John McArdle, co-founder of the user-led grassroots campaign group Black Triangle, said the FoIA response proved that Atos had lied about the assaults on its staff.
He said: “It just shows that they are bare-faced liars. It confirms what we expected all along – their reason for withdrawing from the contract was commercial, it was to do with the damage being caused to their reputation.”
McArdle said the claims Atos had made were just fresh examples of the “demonisation and vilification” of disabled benefit claimants, and showed that disabled people can be “defamed with impunity”.
The WCA contract had been due to end in August 2015, but Atos will now be replaced by another company, which will probably use most of the same staff and premises and take over the contract “by 2015”.
Atos will pay “a substantial financial settlement” to DWP for the early termination of the contract, but will continue to provide WCAs in Northern Ireland.
Reaction to the confirmation that Atos was quitting the WCA contract was muted.
Disability Wales (DW) welcomed the decision, but said it called into question the ability of Atos to carry out the PIP contract.
Fiona McDonald, DW’s policy and public affairs manager, said: “Disability Wales does not believe that the inherent flaws in the privatised social security assessment regime will be eradicated by simply replacing one giant corporation with another.
“It is time for DWP to completely rethink their approach to welfare reform, which is quite clearly more concerned with cutting budgets than with providing a much needed safety net for people to fall back on when they need it.”
Many disabled campaigners, including Dr Sarah Campbell, principal co-author of the Spartacus report, pointed out on Twitter that the new provider would be operating with “the same staff, system and in the same buildings”.

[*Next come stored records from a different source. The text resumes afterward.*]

/// Intercept messages from the `log` crate and print them to STDOUT, defaulting to info level.
/// Call this once from binaries; libraries just use the macros.
pub fn setup() {
    use env_logger::{Builder, Env};
    Builder::from_env(Env::default().default_filter_or("info")).init();
}
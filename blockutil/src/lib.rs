//! The smallest common denominator between the other crates: logging setup and progress timing.
//! Nothing here knows about geometry or tiles.

#[macro_use]
extern crate log;

mod logger;
mod time;

pub use crate::logger::setup;
pub use crate::time::{elapsed_seconds, prettyprint_usize, Timer};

The WOW Petition campaign added on Twitter: “Over 104 000 signed WOW petition calling for the failed WCA to be scrapped, whole system in meltdown from PIP to ESA, people at receiving end.”
And David Gillon, on the Where’s the Benefit? campaigning blog, said the WCA was “now so toxic that Atos are willing to buy themselves out of it and take the reputational damage of having walked away/being kicked off a major national contract, rather than face the ongoing month-by-month, day-by-day damage that goes with being the WCA contractor”.

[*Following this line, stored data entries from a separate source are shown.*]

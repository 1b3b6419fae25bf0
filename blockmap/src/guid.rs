//! Content-addressed identifiers. Two independent builds of the same geometry must emit
//! bit-identical ids, so everything hashes quantized integer coordinates, never floats. The ids
//! are the join keys when serialized tiles get stitched back together.

use std::fmt;

use byteorder::{ByteOrder, LittleEndian};
use serde::{Deserialize, Serialize};

use geom::QuantizedPt;

#[derive(Clone, Copy, PartialEq, Eq, PartialOrd, Ord, Hash, Serialize, Deserialize)]
pub struct Guid(pub [u8; 16]);

impl Guid {
    /// The section terminator in the binary tile format. Never a real identifier.
    pub const EMPTY: Guid = Guid([0; 16]);

    pub fn is_empty(self) -> bool {
        self == Guid::EMPTY
    }
}

impl fmt::Display for Guid {
    fn fmt(&self, f: &mut fmt::Formatter) -> fmt::Result {
        for b in &self.0 {
            write!(f, "{:02x}", b)?;
        }
        Ok(())
    }
}

impl fmt::Debug for Guid {
    fn fmt(&self, f: &mut fmt::Formatter) -> fmt::Result {
        write!(f, "Guid({})", self)
    }
}

fn hash_pts(domain: u8, pts: &[QuantizedPt]) -> Guid {
    let mut context = md5::Context::new();
    context.consume([domain]);
    let mut buf = [0u8; 12];
    for pt in pts {
        LittleEndian::write_u64(&mut buf[0..8], pt.tile.encode());
        LittleEndian::write_u16(&mut buf[8..10], pt.x);
        LittleEndian::write_u16(&mut buf[10..12], pt.y);
        context.consume(buf);
    }
    Guid(context.compute().0)
}

pub fn vertex_guid(pt: QuantizedPt) -> Guid {
    hash_pts(b'V', &[pt])
}

/// Over the full coincidence-shape sequence `[v1, shape..., v2]` in canonical forward
/// orientation, so an edge discovered from either endpoint agrees.
pub fn edge_guid(pts: &[QuantizedPt]) -> Guid {
    hash_pts(b'E', pts)
}

/// Over the open boundary ring (no repeated closing point), in the graph's fixed winding order,
/// rotated to start at the lexicographically top-left point: smallest longitude, ties broken by
/// largest latitude. Rotation-invariant for a given ring, deliberately not reflection-invariant.
pub fn face_guid(ring: &[QuantizedPt]) -> Guid {
    assert!(!ring.is_empty());
    let start = top_left_index(ring);
    let mut rotated = Vec::with_capacity(ring.len());
    rotated.extend_from_slice(&ring[start..]);
    rotated.extend_from_slice(&ring[..start]);
    hash_pts(b'F', &rotated)
}

fn top_left_index(ring: &[QuantizedPt]) -> usize {
    // Tile y grows southward but the local y axis grows northward; flip the local axis so the
    // combined key grows southward and min key means max latitude.
    let key = |pt: &QuantizedPt| {
        (
            u64::from(pt.tile.x) * u64::from(geom::TILE_RESOLUTION) + u64::from(pt.x),
            u64::from(pt.tile.y) * u64::from(geom::TILE_RESOLUTION)
                + u64::from(geom::TILE_RESOLUTION - 1 - u32::from(pt.y)),
        )
    };
    let mut best = 0;
    for i in 1..ring.len() {
        if key(&ring[i]) < key(&ring[best]) {
            best = i;
        }
    }
    best
}

#[cfg(test)]
mod tests {
    use super::*;
    use geom::{LonLat, TileId};

    fn q(lon: f64, lat: f64) -> QuantizedPt {
        QuantizedPt::from_lonlat(LonLat::new(lon, lat), 14)
    }

    #[test]
    fn determinism() {
        let a = q(13.41, 52.51);
        assert_eq!(vertex_guid(a), vertex_guid(q(13.41, 52.51)));
        assert_ne!(vertex_guid(a), vertex_guid(q(13.42, 52.51)));
        // Domains don't collide
        assert_ne!(vertex_guid(a), edge_guid(&[a]));
    }

    #[test]
    fn face_guid_rotation_invariant() {
        let ring = vec![
            q(13.410, 52.510),
            q(13.412, 52.510),
            q(13.412, 52.512),
            q(13.410, 52.512),
        ];
        let mut rotated = ring.clone();
        rotated.rotate_left(2);
        assert_eq!(face_guid(&ring), face_guid(&rotated));

        // But reversing the winding gives a different identity
        let mut reversed = ring.clone();
        reversed.reverse();
        assert_ne!(face_guid(&ring), face_guid(&reversed));
    }
}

Black Triangle and DPAC warned the government that “should any future disability assessments be performed by yet another private company we will oppose them as vociferously as we have opposed Atos and we will hound them out of their contract”.

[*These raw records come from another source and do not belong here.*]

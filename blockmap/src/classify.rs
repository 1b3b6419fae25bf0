//! Which tagged line features act as barriers, and how important each kind is. The rules live in
//! a weighted lookup table instead of code, so callers can swap in their own.

use crate::osm::{Tags, TILE_EDGE_KEY, TILE_EDGE_VALUE};

/// A weighted `(key, value)` table, with `"*"` as a catch-all value per key. The first matching
/// tag in the feature's iteration order wins.
pub struct BarrierClassifier {
    // (key, value or "*", weight)
    table: Vec<(String, String, f64)>,
}

impl BarrierClassifier {
    pub fn new(table: Vec<(String, String, f64)>) -> BarrierClassifier {
        BarrierClassifier { table }
    }

    /// Covers the common dividers between urban cells: roads, rails, water. Heavier weight means
    /// a stronger divider.
    pub fn default_barriers() -> BarrierClassifier {
        let mut table = Vec::new();
        for (key, value, weight) in [
            ("highway", "motorway", 10.0),
            ("highway", "trunk", 9.0),
            ("highway", "primary", 8.0),
            ("highway", "secondary", 7.0),
            ("highway", "tertiary", 6.0),
            ("highway", "residential", 4.0),
            ("highway", "unclassified", 3.0),
            ("highway", "*", 2.0),
            ("railway", "rail", 9.0),
            ("railway", "*", 5.0),
            ("waterway", "river", 8.0),
            ("waterway", "canal", 7.0),
            ("waterway", "*", 4.0),
            (TILE_EDGE_KEY, TILE_EDGE_VALUE, 10.0),
        ] {
            table.push((key.to_string(), value.to_string(), weight));
        }
        BarrierClassifier::new(table)
    }

    pub fn is_barrier(&self, tags: &Tags) -> bool {
        self.classify(tags).is_some()
    }

    /// The matched `(key, value)` rule's key, or None when nothing matches.
    pub fn classify<'a>(&'a self, tags: &Tags) -> Option<&'a str> {
        self.lookup(tags).map(|(key, _)| key)
    }

    pub fn weight(&self, tags: &Tags) -> Option<f64> {
        self.lookup(tags).map(|(_, weight)| weight)
    }

    fn lookup<'a>(&'a self, tags: &Tags) -> Option<(&'a str, f64)> {
        for (tag_key, tag_value) in tags {
            for (key, value, weight) in &self.table {
                if key == tag_key && (value == "*" || value == tag_value) {
                    return Some((key, *weight));
                }
            }
        }
        None
    }
}

#[cfg(test)]
mod tests {
    use super::*;

    fn tags(pairs: &[(&str, &str)]) -> Tags {
        pairs
            .iter()
            .map(|(k, v)| (k.to_string(), v.to_string()))
            .collect()
    }

    #[test]
    fn exact_match_beats_wildcard() {
        let c = BarrierClassifier::default_barriers();
        assert_eq!(Some(10.0), c.weight(&tags(&[("highway", "motorway")])));
        assert_eq!(Some(2.0), c.weight(&tags(&[("highway", "footpath")])));
    }

    #[test]
    fn non_barriers_rejected() {
        let c = BarrierClassifier::default_barriers();
        assert!(!c.is_barrier(&tags(&[("building", "yes")])));
        assert!(c.is_barrier(&tags(&[("name", "x"), ("waterway", "stream")])));
        assert!(c.is_barrier(&tags(&[("_tile_edge", "yes")])));
    }
}
//! The binary tile artifact: vertices, edges, faces, keyed entirely by content identifiers.
//! This layout is the contract between the build and read paths; incremental rebuilds only make
//! sense while it stays stable.

use std::collections::{BTreeMap, BTreeSet};
use std::io::{BufReader, BufWriter, Read, Write};
use std::path::Path;

use anyhow::{Context, Result};
use byteorder::{LittleEndian, ReadBytesExt, WriteBytesExt};

use geom::{QuantizedPt, TileId};

use crate::barrier::BarrierGraph;
use crate::faces::{face_ring, is_interior};
use crate::graph::{EdgeID, FaceID, Side};
use crate::guid::{edge_guid, face_guid, vertex_guid, Guid};
use crate::osm::Tags;
use crate::polygon_graph::{PolyEdgeData, PolyFaceData, PolygonGraph};

const MAGIC: &[u8; 4] = b"BGRF";
const FORMAT_VERSION: u8 = 1;

/// Serializes one tile's slice of the graph: every edge touching the tile, every face with a
/// boundary there, and all vertices those need. Output ordering is by identifier, so the same
/// geometry always produces byte-identical artifacts.
pub fn write_tile(g: &BarrierGraph, tile: TileId, path: &Path) -> Result<()> {
    // Edges touching the tile, plus whatever the selected faces' boundaries need so nothing in
    // the artifact dangles.
    let mut edges: BTreeSet<EdgeID> = g
        .graph
        .edge_ids()
        .filter(|id| {
            let e = g.graph.edge(*id);
            g.quantize(*g.graph.vertex(e.v1)).tile == tile
                || g.quantize(*g.graph.vertex(e.v2)).tile == tile
        })
        .collect();
    let faces: Vec<FaceID> = g
        .graph
        .face_ids()
        .filter(|f| is_interior(g, *f))
        .filter(|f| {
            g.graph
                .face_boundary(*f)
                .iter()
                .any(|(e, _)| edges.contains(e))
        })
        .collect();
    for f in &faces {
        for (e, _) in g.graph.face_boundary(*f) {
            edges.insert(e);
        }
    }

    let mut vertices: BTreeMap<Guid, QuantizedPt> = BTreeMap::new();
    for id in &edges {
        let e = g.graph.edge(*id);
        for v in [e.v1, e.v2] {
            let q = g.quantize(*g.graph.vertex(v));
            vertices.insert(vertex_guid(q), q);
        }
    }

    let mut file = BufWriter::new(fs_err::File::create(path)?);
    file.write_all(MAGIC)?;
    file.write_u8(FORMAT_VERSION)?;

    // Vertices
    for (guid, q) in &vertices {
        write_guid(&mut file, *guid)?;
        write_quantized(&mut file, *q)?;
    }
    write_guid(&mut file, Guid::EMPTY)?;

    // Edges, grouped by origin vertex, forward direction only
    let mut by_origin: BTreeMap<Guid, BTreeMap<Guid, EdgeID>> = BTreeMap::new();
    for id in &edges {
        let e = g.graph.edge(*id);
        let origin = vertex_guid(g.quantize(*g.graph.vertex(e.v1)));
        let guid = edge_guid(&g.edge_quantized(*id));
        by_origin.entry(origin).or_default().insert(guid, *id);
    }
    for (origin, group) in &by_origin {
        write_guid(&mut file, *origin)?;
        for (guid, id) in group {
            let e = g.graph.edge(*id);
            write_guid(&mut file, *guid)?;
            write_guid(&mut file, vertex_guid(g.quantize(*g.graph.vertex(e.v2))))?;
            let shape: Vec<QuantizedPt> =
                e.data.shape.iter().map(|pt| g.quantize(*pt)).collect();
            write_count(&mut file, shape.len(), "shape points")?;
            for q in shape {
                write_quantized(&mut file, q)?;
            }
            write_count(&mut file, e.data.tags.len(), "tags")?;
            for (k, v) in &e.data.tags {
                write_string(&mut file, k)?;
                write_string(&mut file, v)?;
            }
        }
        write_guid(&mut file, Guid::EMPTY)?;
    }
    write_guid(&mut file, Guid::EMPTY)?;

    // Faces
    let mut face_records: BTreeMap<Guid, FaceID> = BTreeMap::new();
    for f in faces {
        if let Some(ring) = face_ring(g, f) {
            let pts = ring.points();
            let quantized: Vec<QuantizedPt> = pts[..pts.len() - 1]
                .iter()
                .map(|pt| g.quantize(*pt))
                .collect();
            face_records.insert(face_guid(&quantized), f);
        }
    }
    for (guid, f) in &face_records {
        write_guid(&mut file, *guid)?;
        let boundary = g.graph.face_boundary(*f);
        write_count(&mut file, boundary.len(), "boundary edges")?;
        for (e, side) in boundary {
            write_guid(&mut file, edge_guid(&g.edge_quantized(e)))?;
            file.write_u8(if side == Side::Right { 1 } else { 0 })?;
        }
        let landuse = &g.graph.face(*f).data.landuse;
        write_count(&mut file, landuse.len(), "landuse entries")?;
        for (label, percent) in landuse {
            write_string(&mut file, label)?;
            file.write_f64::<LittleEndian>(*percent)?;
        }
    }
    write_guid(&mut file, Guid::EMPTY)?;

    file.flush()?;
    Ok(())
}

/// Merges one artifact into the graph. Vertices, edges, and faces already present by identifier
/// are skipped; that's the whole trick to stitching adjacent tiles together. A missing file
/// reads as an empty tile.
pub fn read_tile(pg: &mut PolygonGraph, path: &Path) -> Result<()> {
    if !path.exists() {
        warn!("No artifact at {}, reading it as empty", path.display());
        return Ok(());
    }
    let mut file = BufReader::new(fs_err::File::open(path)?);
    let mut magic = [0u8; 4];
    file.read_exact(&mut magic)?;
    if &magic != MAGIC {
        bail!("{} isn't a tile graph artifact", path.display());
    }
    let version = file.read_u8()?;
    if version != FORMAT_VERSION {
        bail!(
            "{} has format version {}, expected {}",
            path.display(),
            version,
            FORMAT_VERSION
        );
    }

    // Vertices
    loop {
        let guid = read_guid(&mut file)?;
        if guid.is_empty() {
            break;
        }
        let q = read_quantized(&mut file)?;
        pg.ensure_vertex(guid, q);
    }

    // Edges
    loop {
        let origin = read_guid(&mut file)?;
        if origin.is_empty() {
            break;
        }
        let v1 = pg
            .vertex_for(origin)
            .with_context(|| format!("Edge group references unknown vertex {}", origin))?;
        loop {
            let guid = read_guid(&mut file)?;
            if guid.is_empty() {
                break;
            }
            let dest = read_guid(&mut file)?;
            let v2 = pg
                .vertex_for(dest)
                .with_context(|| format!("Edge {} references unknown vertex {}", guid, dest))?;
            let num_shape = file.read_u16::<LittleEndian>()?;
            let mut shape = Vec::with_capacity(num_shape as usize);
            for _ in 0..num_shape {
                shape.push(read_quantized(&mut file)?);
            }
            let num_tags = file.read_u16::<LittleEndian>()?;
            let mut tags = Tags::new();
            for _ in 0..num_tags {
                let k = read_string(&mut file)?;
                let v = read_string(&mut file)?;
                tags.insert(k, v);
            }
            pg.ensure_edge(guid, v1, v2, PolyEdgeData { shape, tags });
        }
    }

    // Faces
    loop {
        let guid = read_guid(&mut file)?;
        if guid.is_empty() {
            break;
        }
        let num_boundary = file.read_u16::<LittleEndian>()?;
        let mut boundary = Vec::with_capacity(num_boundary as usize);
        for _ in 0..num_boundary {
            let edge = read_guid(&mut file)?;
            let forward = file.read_u8()? == 1;
            let e = pg
                .edge_for(edge)
                .with_context(|| format!("Face {} references unknown edge {}", guid, edge))?;
            boundary.push((e, forward));
        }
        let num_landuse = file.read_u16::<LittleEndian>()?;
        let mut landuse = Vec::with_capacity(num_landuse as usize);
        for _ in 0..num_landuse {
            let label = read_string(&mut file)?;
            let percent = file.read_f64::<LittleEndian>()?;
            landuse.push((label, percent));
        }
        if !pg.has_face(guid) {
            pg.add_face(PolyFaceData {
                guid,
                boundary,
                landuse,
            });
        }
    }

    Ok(())
}

fn write_guid<W: Write>(w: &mut W, guid: Guid) -> Result<()> {
    w.write_all(&guid.0)?;
    Ok(())
}

fn read_guid<R: Read>(r: &mut R) -> Result<Guid> {
    let mut buf = [0u8; 16];
    r.read_exact(&mut buf)?;
    Ok(Guid(buf))
}

fn write_quantized<W: Write>(w: &mut W, q: QuantizedPt) -> Result<()> {
    w.write_u64::<LittleEndian>(q.tile.encode())?;
    w.write_u16::<LittleEndian>(q.x)?;
    w.write_u16::<LittleEndian>(q.y)?;
    Ok(())
}

fn read_quantized<R: Read>(r: &mut R) -> Result<QuantizedPt> {
    let tile = TileId::decode(r.read_u64::<LittleEndian>()?);
    let x = r.read_u16::<LittleEndian>()?;
    let y = r.read_u16::<LittleEndian>()?;
    Ok(QuantizedPt { tile, x, y })
}

/// All counts in the format are u16; anything bigger is a corrupt input, not something to
/// silently truncate.
fn write_count<W: Write>(w: &mut W, len: usize, what: &str) -> Result<()> {
    match u16::try_from(len) {
        Ok(n) => {
            w.write_u16::<LittleEndian>(n)?;
            Ok(())
        }
        Err(_) => bail!("{} {} don't fit the artifact's u16 counts", len, what),
    }
}

fn write_string<W: Write>(w: &mut W, s: &str) -> Result<()> {
    let bytes = s.as_bytes();
    write_count(w, bytes.len(), "string bytes")?;
    w.write_all(bytes)?;
    Ok(())
}

fn read_string<R: Read>(r: &mut R) -> Result<String> {
    let len = r.read_u16::<LittleEndian>()?;
    let mut buf = vec![0u8; len as usize];
    r.read_exact(&mut buf)?;
    Ok(String::from_utf8(buf)?)
}

#[cfg(test)]
mod tests {
    use super::*;
    use crate::barrier::EdgeData;
    use geom::LonLat;

    #[test]
    fn oversized_tag_value_fails_instead_of_truncating() {
        let mut g = BarrierGraph::new(14);
        let v1 = g.graph.add_vertex(LonLat::new(13.410, 52.510));
        let v2 = g.graph.add_vertex(LonLat::new(13.412, 52.510));
        let mut tags = Tags::new();
        tags.insert("note".to_string(), "x".repeat(70_000));
        g.graph.add_edge(v1, v2, EdgeData { shape: Vec::new(), tags });

        let tile = TileId::containing(LonLat::new(13.410, 52.510), 14);
        let path = std::env::temp_dir().join(format!(
            "blockmap-io-overflow-{}.tile.graph",
            std::process::id()
        ));
        assert!(write_tile(&g, tile, &path).is_err());
        let _ = fs_err::remove_file(&path);
    }
}
//! Runs the block pipeline against a local OSM XML extract: build tile artifacts, dump the
//! resulting polygons as GeoJSON, optionally merged down to a target count.

#[macro_use]
extern crate log;

mod osm_source;

use std::path::PathBuf;

use anyhow::Result;
use structopt::StructOpt;

use blockmap::{BarrierClassifier, DefaultCost, MergeSession, PolygonGraph};
use blockutil::Timer;
use geom::{LonLat, Ring, TileId};

use crate::osm_source::OsmFileSource;

#[derive(StructOpt)]
#[structopt(name = "blockmap", about = "Urban block polygons from barrier data")]
enum Command {
    /// Build the tile artifact containing a point, plus whatever neighbors the build spills into
    Build {
        /// The path to an OSM XML extract
        #[structopt(long)]
        osm: String,
        /// The folder holding .tile.graph artifacts
        #[structopt(long)]
        storage: PathBuf,
        #[structopt(long)]
        lon: f64,
        #[structopt(long)]
        lat: f64,
        /// The slippy-map zoom tiles are built at
        #[structopt(long, default_value = "14")]
        zoom: u8,
    },
    /// Write the polygons for the tile containing a point as GeoJSON, building as needed
    Polygons {
        #[structopt(long)]
        osm: String,
        #[structopt(long)]
        storage: PathBuf,
        #[structopt(long)]
        lon: f64,
        #[structopt(long)]
        lat: f64,
        /// Query zoom; anything shallower than --build-zoom aggregates descendant tiles
        #[structopt(long, default_value = "14")]
        zoom: u8,
        #[structopt(long, default_value = "14")]
        build_zoom: u8,
        /// Where to write the GeoJSON
        #[structopt(long)]
        out: PathBuf,
    },
    /// Like polygons, but fuse adjacent blocks down to a target count first
    Merge {
        #[structopt(long)]
        osm: String,
        #[structopt(long)]
        storage: PathBuf,
        #[structopt(long)]
        lon: f64,
        #[structopt(long)]
        lat: f64,
        #[structopt(long, default_value = "14")]
        zoom: u8,
        /// Stop fusing when this many non-boundary polygons remain
        #[structopt(long)]
        target_count: usize,
        #[structopt(long)]
        out: PathBuf,
    },
}

fn main() -> Result<()> {
    blockutil::setup();
    let classifier = BarrierClassifier::default_barriers();

    match Command::from_args() {
        Command::Build {
            osm,
            storage,
            lon,
            lat,
            zoom,
        } => {
            let mut timer = Timer::new("build tile");
            let source = OsmFileSource::load(&osm, &mut timer)?;
            let tile = TileId::containing(LonLat::new(lon, lat), zoom);
            let path =
                blockmap::build_for_tile(tile, &storage, &source, &classifier, None, &mut timer)?;
            info!("Wrote {}", path.display());
            timer.done();
        }
        Command::Polygons {
            osm,
            storage,
            lon,
            lat,
            zoom,
            build_zoom,
            out,
        } => {
            let mut timer = Timer::new("query polygons");
            let source = OsmFileSource::load(&osm, &mut timer)?;
            let tile = TileId::containing(LonLat::new(lon, lat), zoom);
            let polygons = blockmap::polygons_for_tile(
                tile,
                &storage,
                &source,
                &classifier,
                None,
                build_zoom,
                &mut timer,
            )?;
            info!("{} polygons in {}", polygons.len(), tile);
            let features: Vec<serde_json::Value> = polygons
                .iter()
                .map(|(ring, guid)| feature(ring, serde_json::json!({ "id": guid.to_string() })))
                .collect();
            write_geojson(&out, features)?;
            timer.done();
        }
        Command::Merge {
            osm,
            storage,
            lon,
            lat,
            zoom,
            target_count,
            out,
        } => {
            let mut timer = Timer::new("merge polygons");
            let source = OsmFileSource::load(&osm, &mut timer)?;
            let tile = TileId::containing(LonLat::new(lon, lat), zoom);
            let path =
                blockmap::build_for_tile(tile, &storage, &source, &classifier, None, &mut timer)?;
            let mut pg = PolygonGraph::new();
            blockmap::io::read_tile(&mut pg, &path)?;

            timer.start("merge");
            let session = MergeSession::new(&pg, &classifier)?;
            let merged = session.merge(target_count, &DefaultCost)?;
            timer.stop("merge");

            let features: Vec<serde_json::Value> = merged
                .iter()
                .map(|p| {
                    feature(
                        &p.ring,
                        serde_json::json!({
                            "id": p.id.0,
                            "class": p.dominant_class(),
                            "tile_edge": p.touches_tile_edge,
                        }),
                    )
                })
                .collect();
            write_geojson(&out, features)?;
            timer.done();
        }
    }
    Ok(())
}

fn feature(ring: &Ring, properties: serde_json::Value) -> serde_json::Value {
    let coords: Vec<Vec<f64>> = ring
        .points()
        .iter()
        .map(|pt| vec![pt.longitude, pt.latitude])
        .collect();
    serde_json::json!({
        "type": "Feature",
        "properties": properties,
        "geometry": {
            "type": "Polygon",
            "coordinates": [coords],
        }
    })
}

fn write_geojson(path: &std::path::Path, features: Vec<serde_json::Value>) -> Result<()> {
    let doc = serde_json::json!({
        "type": "FeatureCollection",
        "features": features,
    });
    fs_err::write(path, serde_json::to_string_pretty(&doc)?)?;
    info!("Wrote {}", path.display());
    Ok(())
}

McArdle added: “If they appoint another private company, we are going to give them the same treatment that we gave Atos.”
Meanwhile, in its response to the fourth independent review of the WCA – the first by Dr Paul Litchfield, BT’s chief medical officer – DWP said it was rejecting outright only one of his 32 recommendations, although eight were accepted subject to further “scoping” or “feasibility” work, and another was deferred.
Litchfield is currently leading the fifth and final review, and is due to report by the end of 2014.